When we got to the house, Joe carried me to the bathroom and held me up while I got rid of a lot of beer. I got it out of my bladder, but my head was still swimming as he tucked me in bed. I had only been semi-conscious through the whole deal.
Next morning, I awoke with a start and a pounding head. Joe had startled me when he shook me awake. "Think you might benefit from this," Joe said, handing me a couple of pills and a glass of water. He had set a tray with two cups of coffee on the bedside table; and after I finished the water, he handed me one and took one himself. "I suspect you are not feeling on top of the world this morning and I hope you remember the feeling only when you are thinking about getting drunk. I'm not at all sure what Trey and I did last night was a good thing, but there are no regrets on my part and I hope there are none on yours."
"There are none," I answered. I had been listening to Joe, but my mind was really fixed on the fact that Keith was not in my room. "Where's Keith?" I asked.
"After we went up the hill to see about you two and found you as we did, Trey and I decided it would be best if we split you two up so Keith is downstairs in our bed. Do you feel up to talking? Some serious talk?" Joe asked.
"I guess so," I answered. I really wasn't at all sure I was ready for anything, especially when I remembered last night. No, at least for now, there were no regrets.
"After another cup of coffee maybe?" I nodded and Joe went downstairs and brought two more cups. "I can report that Keith is alive--probably in spite of his head," Joe smiled.
The big policeman sat in a chair pulled up to my bed, looking very serious. "Tom, when Trey and I reached the hilltop last night, we found you and Keith nude, wrapped in each others arms. I am sure we were, at least at first, both very surprised, especially when I told Trey how you and Keith had to work at restoring your friendship after you revealed to him you were gay and in love with him. I suppose someone, someone very naive or unwilling to see what they didn't want to see, might be convinced that you two had not made love, but we can't be."
I felt a hollow in the pit of my stomach on top of a hangover. I had very mixed feelings at that moment. On the one hand, I had no regrets for having make love to Keith last night and, on the other hand, I felt it was a fragile thing which needed protecting from what I was sure was going to be a lecture entitled, "How Could You Take Advantage of Your Friend When He was in Pain," a lecture which would turn a beautiful and precious memory into something--yeah, that word again--tawdry. I started to protest, but Joe held up his hand. "Tom, let me talk and see if what I have to say doesn't make sense."
"First of all, as I said, you and Keith could deny that you made love and maybe convince just about anybody except the two of you, so let's not waste time over that. That you and Keith love each other is obvious to all who know you. I don't mean the way Trey and I love each other or even the way you loved Keith earlier. I'm talking about the love between friends. I think friends and friendship are words that have been tossed around and abused almost as much as the word love. But what I'm talking about is the love between friends. It's a love so deep, so true, so powerful that one friend will--cannot do otherwise--lay down his life for his friend. Am I making sense?"
In spite of the pounding in my head, Joe was making sense, a lot of sense. "Yes, you are. It's just that the pounding in my head makes it hard to hear."
"Want to go back to sleep and talk later?" Joe asked.
I started to say no, figuring Joe would think I was a coward, unwilling to face what had happened last night, but then I thought about the Joe I had come to know and knew better. I also knew what Joe was saying was important, so important that it COULD wait. "Might not be a bad idea," I smiled weakly. I got up, went to the bathroom again and came back and climbed into bed. Joe tucked me in and I was soon asleep.
If I dreamed I did not remember it when I woke up a couple hours later. When I raised up in bed, I saw Keith lying beside me and Trey sitting where Joe had been, watching us sleep. "Feel better?" he asked with a smile.
"I couldn't feel worse, that's for sure, and in fact I do feel better, almost human and starved."
"How about a picnic? Joe thought you two might like that and is downstairs fixing sandwiches and getting stuff together."

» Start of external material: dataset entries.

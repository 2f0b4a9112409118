//! The RPC error taxonomy (spec §6/§7): a fixed code enum, the `RpcError`
//! carrier, and conversions from every collaborator crate's error type.

use serde::Serialize;
use thiserror::Error;

/// Fixed enum of RPC error codes (spec §4.10/§6 — exhaustive, do not add
/// variants without updating both envelope shapes documented there).
#[derive(Debug, Clone, Copy, PartialEq, Eq, Serialize)]
pub enum RpcErrorCode {
    #[serde(rename = "BAD_REQUEST")]
    BadRequest,
    #[serde(rename = "NOT_FOUND")]
    NotFound,
    #[serde(rename = "VALIDATION_ERROR")]
    ValidationError,
    #[serde(rename = "INTERNAL_ERROR")]
    InternalError,
    #[serde(rename = "METHOD_NOT_ALLOWED")]
    MethodNotAllowed,
    #[serde(rename = "NOT_IMPLEMENTED")]
    NotImplemented,
    #[serde(rename = "PARSE_ERROR")]
    ParseError,
    #[serde(rename = "UNAUTHORIZED")]
    Unauthorized,
    #[serde(rename = "FORBIDDEN")]
    Forbidden,
    #[serde(rename = "CONFLICT")]
    Conflict,
    #[serde(rename = "TIMEOUT")]
    Timeout,
    #[serde(rename = "INVALID_REQUEST")]
    InvalidRequest,
    #[serde(rename = "MISSING_ATTACHMENT")]
    MissingAttachment,
    #[serde(rename = "MISSING_PARAMETER")]
    MissingParameter,
    #[serde(rename = "QUERY_FAILED")]
    QueryFailed,
    #[serde(rename = "RPC_ERROR")]
    RpcError,
    #[serde(rename = "UNKNOWN_METHOD")]
    UnknownMethod,
}

/// Caps how much of a raw caller-supplied string ends up in an error
/// message (spec §7: "never include... un-truncated user input longer
/// than ~100 characters").
const MAX_DETAIL_LEN: usize = 100;

pub(crate) fn truncate_detail(raw: impl Into<String>) -> String {
    let raw = raw.into();
    if raw.chars().count() <= MAX_DETAIL_LEN {
        raw
    } else {
        let mut truncated: String = raw.chars().take(MAX_DETAIL_LEN).collect();
        truncated.push('\u{2026}');
        truncated
    }
}

#[derive(Debug, Clone, Error, Serialize)]
#[error("{code:?}: {message}")]
pub struct RpcError {
    pub code: RpcErrorCode,
    pub message: String,
    #[serde(skip_serializing_if = "Option::is_none")]
    pub details: Option<String>,
}

impl RpcError {
    pub fn new(code: RpcErrorCode, message: impl Into<String>) -> Self {
        Self { code, message: message.into(), details: None }
    }

    pub fn with_details(mut self, details: impl Into<String>) -> Self {
        self.details = Some(truncate_detail(details));
        self
    }

    pub fn not_found(message: impl Into<String>) -> Self {
        Self::new(RpcErrorCode::NotFound, message)
    }

    pub fn bad_request(message: impl Into<String>) -> Self {
        Self::new(RpcErrorCode::BadRequest, message)
    }

    pub fn unknown_method(name: &str) -> Self {
        Self::new(RpcErrorCode::UnknownMethod, format!("unknown method: {}", truncate_detail(name)))
    }

    pub fn connection_closed() -> Self {
        Self::new(RpcErrorCode::InvalidRequest, "Connection closed")
    }
}

impl From<edgegraph_types::ValidationError> for RpcError {
    fn from(e: edgegraph_types::ValidationError) -> Self {
        RpcError::new(RpcErrorCode::ValidationError, "input failed validation").with_details(e.to_string())
    }
}

impl From<edgegraph_query::ParseError> for RpcError {
    fn from(e: edgegraph_query::ParseError) -> Self {
        RpcError::new(RpcErrorCode::ParseError, format!("query syntax error at position {}", e.position))
            .with_details(e.message.clone())
    }
}

impl From<edgegraph_planner::PlanError> for RpcError {
    fn from(e: edgegraph_planner::PlanError) -> Self {
        RpcError::new(RpcErrorCode::QueryFailed, "query could not be planned").with_details(e.to_string())
    }
}

impl From<edgegraph_exec::ExecError> for RpcError {
    fn from(e: edgegraph_exec::ExecError) -> Self {
        match e {
            edgegraph_exec::ExecError::ShardNotFound(_) => {
                RpcError::new(RpcErrorCode::InternalError, "no shard is registered for this request").with_details(e.to_string())
            }
            edgegraph_exec::ExecError::InvalidSourceId(inner) => RpcError::from(inner),
            edgegraph_exec::ExecError::Store(inner) => RpcError::from(inner),
        }
    }
}

impl From<edgegraph_store::StoreError> for RpcError {
    fn from(e: edgegraph_store::StoreError) -> Self {
        use edgegraph_store::{BlobError, StoreError};
        match &e {
            StoreError::Validation(_) => RpcError::new(RpcErrorCode::ValidationError, "triple failed validation").with_details(e.to_string()),
            StoreError::Timeout(_) => RpcError::new(RpcErrorCode::Timeout, "storage operation timed out"),
            StoreError::Blob(BlobError::Unauthorized) => RpcError::new(RpcErrorCode::Forbidden, "blob store denied the request"),
            _ => RpcError::new(RpcErrorCode::InternalError, "storage operation failed").with_details(e.to_string()),
        }
    }
}

impl From<edgegraph_index::FtsQueryError> for RpcError {
    fn from(e: edgegraph_index::FtsQueryError) -> Self {
        use edgegraph_index::FtsErrorCode;
        match e.code {
            FtsErrorCode::TableNotFound => RpcError::new(RpcErrorCode::NotFound, "no fts index for this predicate").with_details(e.to_string()),
            FtsErrorCode::QueryError => RpcError::new(RpcErrorCode::BadRequest, "invalid fts query").with_details(e.to_string()),
        }
    }
}

impl From<edgegraph_index::IndexError> for RpcError {
    fn from(e: edgegraph_index::IndexError) -> Self {
        RpcError::new(RpcErrorCode::InternalError, "index operation failed").with_details(e.to_string())
    }
}

impl From<serde_json::Error> for RpcError {
    fn from(e: serde_json::Error) -> Self {
        RpcError::new(RpcErrorCode::BadRequest, "malformed request arguments").with_details(e.to_string())
    }
}

#[cfg(test)]
mod tests {
    use super::*;

    #[test]
    fn long_details_are_truncated() {
        let long = "x".repeat(500);
        let err = RpcError::bad_request("oops").with_details(long);
        assert!(err.details.unwrap().chars().count() <= MAX_DETAIL_LEN + 1);
    }

    #[test]
    fn unknown_method_carries_the_name() {
        let err = RpcError::unknown_method("frobnicate");
        assert_eq!(err.code, RpcErrorCode::UnknownMethod);
        assert!(err.message.contains("frobnicate"));
    }
}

"Sounds good, but NO beer," I laughed.
"Understood. Get dressed and I'll see if I can get my black brother on his feet."
I went to the bathroom and when I came out, passed Keith on his way in. I was afraid to meet his eyes, but knew I could not do otherwise. We paused ever so briefly, our eyes met and in Keith's I saw what? Pain, surely, but something more.
I got dressed in shorts and T shirt, pulled on socks and sneakers and was ready to go when Keith came out of the bathroom. "See you downstairs," I said as Keith started getting dressed.
There was a quiet spot on the river where it becomes very wide and shallow, its banks only a few inches above the waterline. Over the years the river has been sent out over its banks by the rushing waters from spring rains. Slowed in its dash down the mountain, the river has left behind a sandy beach under the trees. When we reached the spot, Joe spread blankets at the river's edge and added a tablecloth and we put out the food and drinks.
From time to time while we ate, Keith's and my eyes met. I still was not able to read the message in them. For four who were not shy about talking, there was very little said as we ate and what little talking done was about nothing of importance. Mostly we ate in silence except for the sounds of the slow moving river.
When we finished eating and had packed away the picnic, Trey said, "Tom, I know Joe started talking to you this morning and I was talking with Keith as well. About last night. Tom, you as Keith, were definitely suffering from a hangover so Joe and I put the two of you back to bed. Tom, I took Keith up to your room and your bed after both of you were asleep so Joe and I could swap off looking after you. We wanted to be sure we were there when you woke up."
"Joe and I talked a very long time after we brought you back last night. We were concerned that we had caused something to happen which should not have happened and maybe destroyed a beautiful friendship. In spite of our questioning our actions--the beer and leaving you two alone and vulnerable--we could, neither of us, find any regrets."
"After it was pretty clear you needed a bit more sleep before any serious talk, Joe and I talked again while you two slept. We are very concerned that you two let last night be what it was and not make it into something different. I know that makes absolutely no sense at all, but maybe if the two of us just talked, you two can see our take on the night and go from there. Agreed?"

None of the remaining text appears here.